How to modify schema of custom GPT action to send an image file with post request?

phil7899 · November 16, 2023, 10:19pm

I am making a custom GPT that connects to my own server. I am able to get it to work if only sending a string, but if I try to allow a user to also send a file (I only need it to work with image files) through the custom gpt interface it will not send the image, only the string. Is there something wrong with the schema below. How do you fix it?

{
  "openapi": "3.1.0",
  "info": {
    "title": "Send an image and a string",
    "description": "Makes it super easy to send an image and a string",
    "version": "v1.0.0"
  },
  "servers": [
    {
      "url": "https://myawesomeserver.loca.lt"
    }
  ],
  "paths": {
    "/api/gpt/create": {
      "post": {
        "description": "Create a string and image",
        "operationId": "CreateImageandString",
        "parameters": [
          {
            "name": "an_awesome_string",
            "in": "query",
            "description": "The value of the string we will create",
            "required": true,
            "schema": {
              "type": "string"
            }
          }
        ],
        "requestBody": {
          "description": "image to be uploaded",
          "required": true,
          "content": {
            "multipart/form-data": {
              "schema": {
                "type": "object",
                "properties": {
                  "image": {
                    "type": "string",
                    "format": "binary"
                  }
                }
              }
            }
          }
        },
        "deprecated": false
      }
    }
  },
  "components": {
    "schemas": {}
  }
}

bscholer · November 17, 2023, 3:42pm

I don’t have an answer, but I’m trying to do the same thing and running into a similar issue. I believe the custom GPT has to type out (generate) the whole post body sent with the request, meaning that it would have to type out a huge base64 string, even for smaller images. I’m not really sure if there’s a way to get the image itself into the API though.

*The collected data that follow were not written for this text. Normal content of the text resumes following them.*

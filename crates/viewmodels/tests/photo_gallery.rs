//! Integration tests for `PhotoListViewModel`, backed by a real directory
//! for image bytes.

mod common;

use std::collections::HashMap;
use std::sync::Arc;

use assert_matches::assert_matches;
use barpark_core::photo::{Comment, ImageRef, Photo, Visibility};
use barpark_core::types::{new_id, RecordId};
use barpark_services::{
    InMemoryPhotoService, LocalPhotoStore, Operation, PhotoService, ServiceError, Simulation,
};
use barpark_viewmodels::{Outcome, PhotoListViewModel};
use chrono::{Duration, Utc};
use tempfile::TempDir;

fn photo(park_id: RecordId, minutes_ago: i64, likes: u32) -> Photo {
    Photo {
        id: new_id(),
        park_id,
        image: ImageRef::Url(format!("https://img.example/{minutes_ago}.jpg")),
        uploader_name: "Sam".into(),
        uploaded_at: Utc::now() - Duration::minutes(minutes_ago),
        visibility: Visibility::Public,
        likes,
        is_liked_by_me: false,
    }
}

struct Gallery {
    vm: PhotoListViewModel,
    sim: Simulation,
    service: Arc<InMemoryPhotoService>,
    dir: TempDir,
}

async fn gallery(park: RecordId, photos: Vec<Photo>, comments: HashMap<RecordId, Vec<Comment>>) -> Gallery {
    gallery_with(Simulation::instant(), park, photos, comments).await
}

async fn gallery_with(
    sim: Simulation,
    park: RecordId,
    photos: Vec<Photo>,
    comments: HashMap<RecordId, Vec<Comment>>,
) -> Gallery {
    let dir = tempfile::tempdir().unwrap();
    let service = Arc::new(InMemoryPhotoService::with_photos(sim.clone(), photos, comments));
    let store = Arc::new(LocalPhotoStore::new(dir.path().join("photos"), sim.clone()));
    let vm = PhotoListViewModel::open(park, common::session(), service.clone(), store).await;
    Gallery { vm, sim, service, dir }
}

fn stored_files(dir: &TempDir) -> usize {
    std::fs::read_dir(dir.path().join("photos"))
        .map(|entries| entries.count())
        .unwrap_or(0)
}

// ---------------------------------------------------------------------------
// Test: upload
// ---------------------------------------------------------------------------

#[tokio::test]
async fn upload_inserts_at_head_and_writes_bytes() {
    let park = new_id();
    let g = gallery(park, vec![photo(park, 30, 2), photo(park, 60, 0)], HashMap::new()).await;

    let outcome = g.vm.upload(b"jpeg bytes", Visibility::FriendsOnly).await;

    assert!(outcome.is_committed());
    let photos = g.vm.photos().await;
    assert_eq!(photos.len(), 3);
    assert_eq!(photos[0].uploader_name, "Me");
    assert_eq!(photos[0].visibility, Visibility::FriendsOnly);
    assert_eq!(photos[0].likes, 0);
    let ImageRef::LocalPath(path) = &photos[0].image else {
        panic!("expected a local image, got {:?}", photos[0].image);
    };
    assert_eq!(std::fs::read(path).unwrap(), b"jpeg bytes");
    assert!(!g.vm.is_busy().await);

    let server = g.service.fetch(park).await.unwrap();
    assert_eq!(server[0].id, photos[0].id);
}

#[tokio::test]
async fn failed_upload_removes_photo_and_image() {
    let park = new_id();
    let g = gallery(park, vec![photo(park, 30, 2)], HashMap::new()).await;
    let before = g.vm.photos().await;

    g.sim.faults().fail_next(Operation::UploadPhoto, 1);
    let outcome = g.vm.upload(b"jpeg bytes", Visibility::Public).await;

    assert_matches!(outcome, Outcome::Reverted(ServiceError::Unavailable(Operation::UploadPhoto)));
    assert_eq!(g.vm.photos().await, before);
    assert_eq!(stored_files(&g.dir), 0);
    assert_eq!(g.vm.error_banner().await.unwrap().message, "Upload failed");
    assert!(!g.vm.is_busy().await);
}

#[tokio::test]
async fn failed_image_save_never_shows_photo() {
    let park = new_id();
    let g = gallery(park, Vec::new(), HashMap::new()).await;

    g.sim.faults().fail_next(Operation::SaveImage, 1);
    assert_matches!(g.vm.upload(b"x", Visibility::Public).await, Outcome::Reverted(_));

    assert!(g.vm.photos().await.is_empty());
    assert!(g.vm.error_banner().await.is_some());
}

#[tokio::test(start_paused = true)]
async fn abandoned_upload_still_settles() {
    let park = new_id();
    let sim = Simulation::new(std::time::Duration::from_millis(300), 0.0);
    let g = gallery_with(sim, park, Vec::new(), HashMap::new()).await;

    let gave_up = tokio::time::timeout(
        std::time::Duration::from_millis(50),
        g.vm.upload(b"jpeg bytes", Visibility::Public),
    )
    .await;
    assert!(gave_up.is_err());
    assert!(g.vm.is_busy().await);

    tokio::time::sleep(std::time::Duration::from_secs(1)).await;

    assert!(!g.vm.is_busy().await);
    let photos = g.vm.photos().await;
    assert_eq!(photos.len(), 1);
    assert_eq!(g.service.fetch(park).await.unwrap()[0].id, photos[0].id);
    assert!(g.vm.toggle_like(photos[0].id).await.is_committed());
}

#[tokio::test(start_paused = true)]
async fn unconfirmed_upload_ignores_likes_comments_and_delete() {
    let park = new_id();
    let sim = Simulation::new(std::time::Duration::from_millis(300), 0.0);
    let g = gallery_with(sim, park, Vec::new(), HashMap::new()).await;

    let upload = tokio::spawn({
        let vm = g.vm.clone();
        async move { vm.upload(b"jpeg bytes", Visibility::Public).await }
    });
    // Image saved, service registration still pending.
    tokio::time::sleep(std::time::Duration::from_millis(400)).await;
    let shown = g.vm.photos().await;
    assert_eq!(shown.len(), 1);
    let id = shown[0].id;

    assert!(g.vm.toggle_like(id).await.is_skipped());
    assert!(g.vm.add_comment(id, "first!").await.is_skipped());
    assert!(g.vm.delete(id).await.is_skipped());
    assert_eq!(g.vm.photo(id).await.unwrap().likes, 0);

    assert!(upload.await.unwrap().is_committed());
    assert!(g.vm.toggle_like(id).await.is_committed());
    assert_eq!(g.vm.photo(id).await.unwrap().likes, 1);
}

// ---------------------------------------------------------------------------
// Test: likes
// ---------------------------------------------------------------------------

#[tokio::test]
async fn like_toggles_on_and_off() {
    let park = new_id();
    let p = photo(park, 5, 3);
    let id = p.id;
    let g = gallery(park, vec![p], HashMap::new()).await;

    assert!(g.vm.toggle_like(id).await.is_committed());
    let liked = g.vm.photo(id).await.unwrap();
    assert!(liked.is_liked_by_me);
    assert_eq!(liked.likes, 4);

    assert!(g.vm.toggle_like(id).await.is_committed());
    let unliked = g.vm.photo(id).await.unwrap();
    assert!(!unliked.is_liked_by_me);
    assert_eq!(unliked.likes, 3);
}

#[tokio::test]
async fn failed_like_reverts_count_and_flag() {
    let park = new_id();
    let p = photo(park, 5, 3);
    let id = p.id;
    let g = gallery(park, vec![p], HashMap::new()).await;

    g.sim.faults().fail_next(Operation::SetLike, 1);
    assert_matches!(g.vm.toggle_like(id).await, Outcome::Reverted(_));

    let after = g.vm.photo(id).await.unwrap();
    assert!(!after.is_liked_by_me);
    assert_eq!(after.likes, 3);
    assert!(!g.vm.is_like_in_flight(id).await);
}

#[tokio::test(start_paused = true)]
async fn concurrent_taps_on_same_photo_count_once() {
    let park = new_id();
    let p = photo(park, 5, 0);
    let id = p.id;
    let sim = Simulation::new(std::time::Duration::from_millis(300), 0.0);
    let g = gallery_with(sim, park, vec![p], HashMap::new()).await;

    let (a, b) = futures::future::join(g.vm.toggle_like(id), g.vm.toggle_like(id)).await;

    let outcomes = [a, b];
    assert_eq!(outcomes.iter().filter(|o| o.is_committed()).count(), 1);
    assert_eq!(outcomes.iter().filter(|o| o.is_skipped()).count(), 1);
    assert_eq!(g.vm.photo(id).await.unwrap().likes, 1);
}

// ---------------------------------------------------------------------------
// Test: delete
// ---------------------------------------------------------------------------

#[tokio::test]
async fn delete_removes_after_confirmation() {
    let park = new_id();
    let p = photo(park, 5, 0);
    let id = p.id;
    let g = gallery(park, vec![p], HashMap::new()).await;

    assert!(g.vm.delete(id).await.is_committed());
    assert!(g.vm.photo(id).await.is_none());
    assert!(g.service.fetch(park).await.unwrap().is_empty());
    assert!(g.vm.delete(id).await.is_skipped());
}

#[tokio::test]
async fn failed_delete_keeps_photo_and_shows_banner() {
    let park = new_id();
    let p = photo(park, 5, 0);
    let id = p.id;
    let g = gallery(park, vec![p], HashMap::new()).await;

    g.sim.faults().fail_next(Operation::DeletePhoto, 1);
    assert_matches!(g.vm.delete(id).await, Outcome::Reverted(_));

    assert!(g.vm.photo(id).await.is_some());
    assert_eq!(g.vm.error_banner().await.unwrap().message, "Couldn't delete photo");
}

// ---------------------------------------------------------------------------
// Test: comments
// ---------------------------------------------------------------------------

#[tokio::test]
async fn load_comments_replaces_thread() {
    let park = new_id();
    let p = photo(park, 5, 0);
    let id = p.id;
    let existing = Comment::new("Sam", "Great spot", Utc::now()).unwrap();
    let g = gallery(park, vec![p], HashMap::from([(id, vec![existing.clone()])])).await;

    assert!(g.vm.comments(id).await.is_empty());
    assert!(g.vm.load_comments(id).await.is_committed());
    assert_eq!(g.vm.comments(id).await, vec![existing]);
}

#[tokio::test]
async fn add_comment_appends_and_persists() {
    let park = new_id();
    let p = photo(park, 5, 0);
    let id = p.id;
    let g = gallery(park, vec![p], HashMap::new()).await;

    assert!(g.vm.add_comment(id, "  Nice form!  ").await.is_committed());

    let thread = g.vm.comments(id).await;
    assert_eq!(thread.len(), 1);
    assert_eq!(thread[0].text, "Nice form!");
    assert_eq!(thread[0].author, "Me");
    assert_eq!(g.service.fetch_comments(id).await.unwrap(), thread);
}

#[tokio::test]
async fn failed_comment_is_removed() {
    let park = new_id();
    let p = photo(park, 5, 0);
    let id = p.id;
    let g = gallery(park, vec![p], HashMap::new()).await;

    g.sim.faults().fail_next(Operation::AddComment, 1);
    assert_matches!(g.vm.add_comment(id, "lost").await, Outcome::Reverted(_));

    assert!(g.vm.comments(id).await.is_empty());
    assert_eq!(g.vm.error_banner().await.unwrap().message, "Couldn't post comment");
}

#[tokio::test]
async fn blank_comment_or_unknown_photo_is_skipped() {
    let park = new_id();
    let p = photo(park, 5, 0);
    let id = p.id;
    let g = gallery(park, vec![p], HashMap::new()).await;

    assert!(g.vm.add_comment(id, "   ").await.is_skipped());
    assert!(g.vm.add_comment(new_id(), "hello").await.is_skipped());
    assert!(g.vm.comments(id).await.is_empty());
}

phil7899 · November 17, 2023, 5:53pm

I tried converting to base64 first and it did end up stalling the program. But I don’t think it would use base64 encoding for normal file uploads if you don’t specify to.

kableeth · November 24, 2023, 7:44am

I’m having the same issue. It doesn’t seem to want to type out the entire base64 value to upload the image no matter what I try. Have you guys been able to fix it?

callum.bradbury · November 24, 2023, 9:43am

I’ve noticed an issue where the request body for a POST can only be a certain length, before it explodes when calling the action. It’s not that big a length, either. I doubt it will be able to handle sending across an image regardless of the format. Maybe try it with like a 2x2 image and see if that works, then we’ll know for sure I guess.

Marvin42 · December 2, 2023, 3:46pm

I convert the image into a base64-encoded data URL. I can transfer images of 16x16, but it does not work even for images of 32x32 or larger.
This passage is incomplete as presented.